Peu après, ayant appris que le président colombien Alvarado Uribe souhaitait le rencontrer pour rétablir le dialogue, le président Chavez a éclaté : « Je n’ai rien à dire aux mafieux d’Uribe, nous avons fait preuve de suffisamment de patience ! Même le roi d’Espagne pourrait me le demander, même tous les présidents amis du Venezuela, je ne parlerai pas à Uribe, je leur répondrai qu’il n’y a pas de dialogue possible avec Uribe, que je n’ai rien à dire à un gouvernement qui trahit ».

Pendant ce temps, plusieurs sources, dont la présidence du Venezuela, confirmaient le déploiement d’une trentaine de blindés à 50 km de la frontière colombienne et assuraient que la mobilisation "défensive" se poursuivait.

La Colombie prend les menaces du président Chavez très au sérieux, estimant que c’est la première fois depuis soixante-dix ans que le pays est aussi proche d’un conflit.

Le président Chavez est en effet un militaire d’expérience, et son indice de popularité a fortement baissé ces derniers temps, proportionnellement aux problèmes de distribution d’eau et d’électricité, au développement du crime organisé, à la contraction de l’économie vénézuélienne, et à l’inflation galopante, tous éléments qui pourraient pousser le mandataire à commettre un geste désespéré pour rétablir son blason.

Les analystes relèvent aussi le renforcement du potentiel militaire du Venezuela qui depuis 2003 est le pays d’Amérique latine qui a le plus augmenté son budget militaire. Celui-ci a atteint en 2007 les 2,57 milliards de dollars, soit une augmentation de 78 %.

Depuis l’interdiction prononcée par les États-Unis de vendre des armes au Venezuela, les premiers exportateurs d’armes vers ce pays sont la Russie, l’Iran, la Chine, Israël, mais également l’Europe avec, par ordre d’importance, la Belgique, l’Autriche, l’Espagne et enfin la France.

On sait par exemple que le Venezuela a acheté à la Russie 92 chars de type T-72, un système de missiles antiaérien S300, 24 chasseurs de combat Sukhoi, 40 hélicoptères MIL Mi-35, cent mille fusils d’assaut AK47 (Kalachnikov), des munitions et bien d’autres armes encore.

À l’Espagne, le Venezuela a acheté 10 avions de transport de troupes et huit vaisseaux patrouilleurs, contrat que les États-Unis ont vainement tenté de faire capoter.

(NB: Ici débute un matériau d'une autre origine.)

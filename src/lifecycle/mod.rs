//! Lifecycle management subsystem.
//!
//! # Data Flow
//! ```text
//! Startup (startup.rs):
//!     Config → Registry → EventHub → MetricsTap → Exporter
//!
//! Shutdown (shutdown.rs):
//!     Trigger → hub drains and closes → tap ends → exporter stops
//!
//! Signals (signals.rs):
//!     SIGTERM/SIGINT → Trigger graceful shutdown
//! ```
//!
//! # Design Decisions
//! - Ordered startup: metrics first, then the hub, then listeners
//! - Ordered shutdown: events are drained before the exporter goes away

pub mod shutdown;
pub mod signals;
pub mod startup;

pub use shutdown::Shutdown;
pub use startup::{StartupError, Telemetry};
//! Startup orchestration.
//!
//! # Responsibilities
//! - Build the registry, hub and metrics tap from a validated config
//! - Install the `metrics` facade recorder when asked to
//! - Bind and spawn the exporter
//! - Tear everything down in reverse order
//!
//! # Design Decisions
//! - Fail fast on bind errors; the exporter is the only external resource
//! - A recorder that is already installed is not fatal (tests, embedding)
//! - The exporter starts last, so the first scrape sees a live hub

use std::net::SocketAddr;
use std::sync::Arc;

use thiserror::Error;
use tokio::net::TcpListener;
use tokio::task::JoinHandle;

use super::shutdown::Shutdown;
use crate::config::TelemetryConfig;
use crate::events::{EventHub, MetricsTap};
use crate::http::ExporterServer;
use crate::metrics::{self as telemetry_metrics, Registry};
use crate::profiling::Profiler;

#[derive(Debug, Error)]
pub enum StartupError {
    #[error("failed to bind exporter on {address}: {source}")]
    Bind {
        address: String,
        #[source]
        source: std::io::Error,
    },

    #[error("failed to read exporter address: {0}")]
    LocalAddr(#[source] std::io::Error),
}

/// A running telemetry subsystem.
pub struct Telemetry {
    pub registry: Arc<Registry>,
    pub hub: Arc<EventHub>,
    pub profiler: Profiler,
    tap: MetricsTap,
    exporter: Option<(SocketAddr, JoinHandle<()>)>,
    shutdown: Shutdown,
}

impl Telemetry {
    /// Bring up every subsystem described by `config`.
    pub async fn start(config: &TelemetryConfig) -> Result<Self, StartupError> {
        let registry = Arc::new(match &config.metrics.default_buckets {
            Some(buckets) => Registry::with_default_buckets(buckets.clone()),
            None => Registry::new(),
        });

        if config.metrics.install_recorder {
            if let Err(e) = telemetry_metrics::install(Arc::clone(&registry)) {
                tracing::warn!(error = %e, "Facade recorder not installed");
            }
        }

        let hub = Arc::new(EventHub::new(config.hub.clone()));
        let tap = MetricsTap::spawn(&hub, Arc::clone(&registry));
        let profiler = Profiler::with_registry(Arc::clone(&registry));
        let shutdown = Shutdown::new();

        let exporter = if config.exporter.enabled {
            let address = &config.exporter.bind_address;
            let listener = TcpListener::bind(address)
                .await
                .map_err(|source| StartupError::Bind {
                    address: address.clone(),
                    source,
                })?;
            let local_addr = listener.local_addr().map_err(StartupError::LocalAddr)?;

            let server = ExporterServer::new(Arc::clone(&registry), Arc::clone(&hub));
            let signal = shutdown.subscribe();
            let handle = tokio::spawn(async move {
                if let Err(e) = server.run(listener, signal).await {
                    tracing::error!(error = %e, "Exporter failed");
                }
            });
            Some((local_addr, handle))
        } else {
            tracing::info!("Exporter disabled");
            None
        };

        Ok(Self {
            registry,
            hub,
            profiler,
            tap,
            exporter,
            shutdown,
        })
    }

    /// Address the exporter is bound to, if it is enabled.
    pub fn exporter_addr(&self) -> Option<SocketAddr> {
        self.exporter.as_ref().map(|(addr, _)| *addr)
    }

    /// Drain the hub, stop the tap, then stop the exporter.
    pub async fn shutdown(self) {
        tracing::info!("Shutting down telemetry");

        self.hub.close().await;
        let received = self.tap.join().await;
        tracing::info!(received, "Event hub closed");

        self.shutdown.trigger();
        if let Some((_, handle)) = self.exporter {
            if let Err(e) = handle.await {
                tracing::error!(error = %e, "Exporter task failed");
            }
        }

        tracing::info!("Shutdown complete");
    }
}
//! Observability subsystem.
//!
//! # Data Flow
//! ```text
//! All subsystems produce:
//!     → tracing macros (structured log events)
//!
//! logging.rs installs:
//!     → EnvFilter (RUST_LOG or config level)
//!     → fmt layer (pretty or JSON) → stdout
//! ```
//!
//! Metrics for the process itself flow through [`crate::metrics`], not here.

pub mod logging;

pub use logging::{init_logging, LoggingError};
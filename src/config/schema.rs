//! Configuration schema definitions.
//!
//! All types derive Serde traits for deserialization from TOML files and
//! default every field, so an empty file is a valid configuration.

use std::time::Duration;

use serde::{Deserialize, Serialize};

pub const DEFAULT_EVENT_QUEUE_SIZE: usize = 10_000;
pub const DEFAULT_BATCH_SIZE: usize = 100;
pub const DEFAULT_FLUSH_INTERVAL_MS: u64 = 100;
pub const DEFAULT_RATE_LIMIT: u32 = 10_000;
pub const DEFAULT_SUBSCRIBER_CHANNEL_SIZE: usize = 1_000;

/// Root configuration.
#[derive(Debug, Clone, Deserialize, Serialize, Default, PartialEq)]
#[serde(default)]
pub struct TelemetryConfig {
    /// Event hub sizing and pacing.
    pub hub: HubConfig,

    /// Metrics registry settings.
    pub metrics: MetricsConfig,

    /// HTTP exporter for metrics and hub stats.
    pub exporter: ExporterConfig,

    /// Log output.
    pub logging: LoggingConfig,
}

/// Event hub configuration. A zero in any field selects its default.
#[derive(Debug, Clone, Deserialize, Serialize, PartialEq, Eq)]
#[serde(default)]
pub struct HubConfig {
    /// Capacity of the bounded publish queue.
    pub event_queue_size: usize,

    /// Events per batch before an immediate flush.
    pub batch_size: usize,

    /// Maximum time an admitted event waits in a batch.
    pub flush_interval_ms: u64,

    /// Events per second admitted from queue to batch (also the burst).
    pub rate_limit: u32,

    /// Capacity of each subscriber's output channel.
    pub subscriber_channel_size: usize,
}

impl HubConfig {
    /// Replace every zero field with its default, independently.
    pub fn normalized(mut self) -> Self {
        if self.event_queue_size == 0 {
            self.event_queue_size = DEFAULT_EVENT_QUEUE_SIZE;
        }
        if self.batch_size == 0 {
            self.batch_size = DEFAULT_BATCH_SIZE;
        }
        if self.flush_interval_ms == 0 {
            self.flush_interval_ms = DEFAULT_FLUSH_INTERVAL_MS;
        }
        if self.rate_limit == 0 {
            self.rate_limit = DEFAULT_RATE_LIMIT;
        }
        if self.subscriber_channel_size == 0 {
            self.subscriber_channel_size = DEFAULT_SUBSCRIBER_CHANNEL_SIZE;
        }
        self
    }

    pub fn flush_interval(&self) -> Duration {
        Duration::from_millis(self.flush_interval_ms)
    }
}

impl Default for HubConfig {
    fn default() -> Self {
        Self {
            event_queue_size: DEFAULT_EVENT_QUEUE_SIZE,
            batch_size: DEFAULT_BATCH_SIZE,
            flush_interval_ms: DEFAULT_FLUSH_INTERVAL_MS,
            rate_limit: DEFAULT_RATE_LIMIT,
            subscriber_channel_size: DEFAULT_SUBSCRIBER_CHANNEL_SIZE,
        }
    }
}

/// Metrics registry configuration.
#[derive(Debug, Clone, Deserialize, Serialize, PartialEq)]
#[serde(default)]
pub struct MetricsConfig {
    /// Route `metrics::counter!` and friends into the registry.
    pub install_recorder: bool,

    /// Histogram ladder used when a registration supplies none.
    pub default_buckets: Option<Vec<f64>>,
}

impl Default for MetricsConfig {
    fn default() -> Self {
        Self {
            install_recorder: true,
            default_buckets: None,
        }
    }
}

/// Exporter configuration.
#[derive(Debug, Clone, Deserialize, Serialize, PartialEq, Eq)]
#[serde(default)]
pub struct ExporterConfig {
    /// Serve metrics and hub stats over HTTP.
    pub enabled: bool,

    /// Bind address (e.g., "127.0.0.1:9464").
    pub bind_address: String,
}

impl Default for ExporterConfig {
    fn default() -> Self {
        Self {
            enabled: true,
            bind_address: "127.0.0.1:9464".to_string(),
        }
    }
}

#[derive(Debug, Clone, Copy, Deserialize, Serialize, PartialEq, Eq, Default)]
#[serde(rename_all = "lowercase")]
pub enum LogFormat {
    #[default]
    Pretty,
    Json,
}

/// Logging configuration.
#[derive(Debug, Clone, Deserialize, Serialize, PartialEq, Eq)]
#[serde(default)]
pub struct LoggingConfig {
    /// Log level (trace, debug, info, warn, error). `RUST_LOG` overrides it.
    pub level: String,

    /// Pretty output for development, JSON for production.
    pub format: LogFormat,
}

impl Default for LoggingConfig {
    fn default() -> Self {
        Self {
            level: "info".to_string(),
            format: LogFormat::Pretty,
        }
    }
}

Comme on le voit, Chavez s’est armé jusqu’aux dents alors que l’économie de son pays plongeait rapidement vers le rouge. De plus, comme il ne suffit pas de posséder l’armement, mais que le savoir-faire militaire est également indispensable, faut-il rappeler que la France et le Venezuela ont signé des accords de coopération militaire ? La dernière réunion d’états-majors français et vénézuéliens qui s’est déroulée à Caracas entre le 26 et le 29 mai 2008 a prévu pour 2009 de nombreux échanges entre les deux pays, échanges qui comprennent des activités d’entraînement, des exercices bilatéraux, des stages en France et au Venezuela et des échanges d’expertises, pour un total de plus de 80 actions

Par ailleurs, L’armée de l’air française – puisque la France est aussi un pays d’Amérique du Sud grâce à la Guyane – a participé aux côtés du Venezuela, du Brésil, du Chili, de l’Uruguay à des exercices aériens communs. (Source : ambassade de France à Caracas).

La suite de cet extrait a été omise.